In Disgrace—Visit to Jack’s.

“As if we were dogs,” said Bevis indignantly.

“Just as if,” said Mark. “It’s hateful. And after coming home from the island to tell them.”

“All that trouble.”

“I could have brought you some stuff to eat,” said Mark, “and we could have stopped there all night, quite jolly.”

“Hateful!”

They were in the blue-painted summer-house the next day talking over the conduct of the authorities, whose manner was distant in the extreme. The governor was very angry. They thought it unjust after winning such a mighty victory, and actually coming home on purpose to save alarm.

“I do not like it at all,” said Bevis.

“Let’s go back to the island,” said Mark eagerly.

“They would come and look there for us the first thing,” said Bevis. “I’ve a great mind to walk to Southampton, and see the ships. It’s only sixty miles.”

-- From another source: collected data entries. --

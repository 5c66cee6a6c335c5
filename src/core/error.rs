use derive_more::Display;
use serde::{Deserialize, Serialize};
use thiserror::Error;

use crate::core::types::{CombatId, DetachmentId};
use crate::map::HexCoord;

#[derive(Error, Debug)]
pub enum SimError {
    #[error("Detachment not found: {0}")]
    DetachmentNotFound(DetachmentId),

    #[error("Combat not found: {0}")]
    CombatNotFound(CombatId),

    #[error("{0} is not engaged in {1}")]
    NotEngaged(DetachmentId, CombatId),

    #[error("Invalid move: {0}")]
    InvalidMove(String),

    #[error("Hex off map: {0:?}")]
    OffMap(HexCoord),

    #[error("Invalid configuration: {0}")]
    Config(String),

    #[error("IO error: {0}")]
    IoError(#[from] std::io::Error),

    #[error("Serialization error: {0}")]
    SerdeError(#[from] serde_json::Error),

    #[error("TOML error: {0}")]
    TomlError(#[from] toml::de::Error),
}

pub type Result<T> = std::result::Result<T, SimError>;

/// Abort on a broken invariant. These indicate programmer error or
/// corrupted data, never a condition the simulation can recover from.
#[track_caller]
pub fn fatal(message: &str) -> ! {
    tracing::error!("fatal: {}", message);
    panic!("{}", message)
}

/// Recoverable conditions met during resolution
///
/// These are logged and recorded, and resolution carries on with degraded
/// values.
#[derive(Debug, Display, Clone, PartialEq, Serialize, Deserialize)]
pub enum Anomaly {
    #[display(fmt = "bad ratio in {}", _0)]
    BadRatio(CombatId),

    #[display(fmt = "{} out of fuel", _0)]
    OutOfFuel(DetachmentId),

    #[display(fmt = "{} out of ammunition", _0)]
    OutOfAmmunition(DetachmentId),

    #[display(fmt = "{} missing", _0)]
    MissingDetachment(DetachmentId),

    #[display(fmt = "{} has unknown doctrine '{}'", _0, _1)]
    UnknownDoctrine(DetachmentId, String),
}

“Well, come on,” said Mark, quite ready, “The road goes over the hills by Jack’s. O! I know!”

“What is it?” for Mark had jumped up.

“Jack’s got a rifle,” said Mark. “He’ll lot us shoot. Let’s go and stop with Jack.”

“First-rate,” said Bevis. “But how do you know he has a rifle? There wasn’t one when I was there last—you mean the long gun.”

“No, I don’t; he’s got a rifle. I know, because he told Frances. He tells Frances everything. Stupids always tell girls everything. Somebody wanted to sell it, and he bought it.”

“Are you quite sure?” said Bevis, getting up.

“Quite.”

“What sort is it?”

“A deer rifle.”

“Come on.”

Off they started without another word, and walked a mile in a great hurry, when they recollected that if they did not appear in the evening there would be a hunt for them.

“Just as if we were babies,” said Mark.

“Such rubbish,” said Bevis. “But we won’t have any more such stuff and nonsense. Let’s find Charlie, and send him back with a message.”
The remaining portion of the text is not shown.